I see similar problems where the same salespeople repeatedly win sales awards, largely because their territory efficiently contains loyal, supportive, and long-standing customers.
The Contribution Culture Perspective
Tea To do for The approach makes a clear link between staff motivation and business results. The purpose of having highly motivated staff is to produce better business results. This connection must be clear to both managers and staff.
This means that as a manager you have to look at your business differently.
- Your staff are effectively your business partners
- Utilizing the skills, knowledge, experience and opinions of your people will create greater business success
- If you want to fully utilize the knowledge of your staff, you must keep them fully informed.

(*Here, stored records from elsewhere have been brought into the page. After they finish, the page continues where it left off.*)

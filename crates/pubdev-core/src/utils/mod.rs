//! Utility functions and helpers.
//!
//! Common functionality used across multiple pubdev-mcp crates.

pub mod name;
pub mod text;

// Re-export commonly used utilities
pub use name::{is_valid_package_name, validate_package_name};
pub use text::{percent, strip_html, truncate_chars};
//! Terminal output for the non-server commands.
//!
//! Tool text goes to stdout untouched; diagnostics go to stderr.

pub mod colors;
pub mod errors;

/// Output handler for consistent terminal formatting
pub struct OutputHandler {
    colors: colors::ColorSupport,
    errors: errors::ErrorFormatter,
}

impl OutputHandler {
    /// Create a new output handler
    pub fn new() -> Self {
        Self {
            colors: colors::ColorSupport::detect(),
            errors: errors::ErrorFormatter::new(),
        }
    }

    /// Print tool output or listings to stdout
    pub fn print(&self, text: &str) {
        println!("{}", text);
    }

    /// Print a tool name with its description
    pub fn tool_entry(&self, name: &str, description: &str) {
        println!("{}\n    {}", self.colors.bold(name), description);
    }

    /// Print a formatted error
    pub fn error(&self, error: &pubdev_core::PubError) {
        eprint!("{}", self.errors.format_error(error));
    }

    /// Print an error that did not originate in pubdev-mcp
    pub fn error_message(&self, message: &str) {
        eprintln!("{}", self.errors.format_simple(message));
    }
}

impl Default for OutputHandler {
    fn default() -> Self {
        Self::new()
    }
}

- You need systems that encourage staff to make suggestions, offer feedback, and develop appropriate skills and systems to take them into account.
- Their job is to determine the business approach and target market, set performance targets and standards, and let staff “get on with it” on meeting targets.
- You may need to change the organizational structure and responsibilities of your business to To do for tackle the job for you
- To do for it requires an ongoing commitment to less formal management control and more personal accountability and control. It is not a temporary measure to deal with an emergency.
The Employee Perspective
when you practice To do for motivation, will create a workforce that
- Easily offer your opinions and viewpoints
- expects to share the benefits of business success
- value their role for their greatest contribution
- requires greater freedom to act autonomously and independently
- have high expectations of the performance of their co-workers
- they may need some mentoring and advice as they learn to develop.
Above all, they will be much more committed to their own effectiveness and business success. They will be “highly motivated.”
Let me remind you of what Ricardo Semler said. “As a leader my job is to motivate them to go home proud of their work.” Semler is an extraordinarily successful business manager. We must take note of what he says.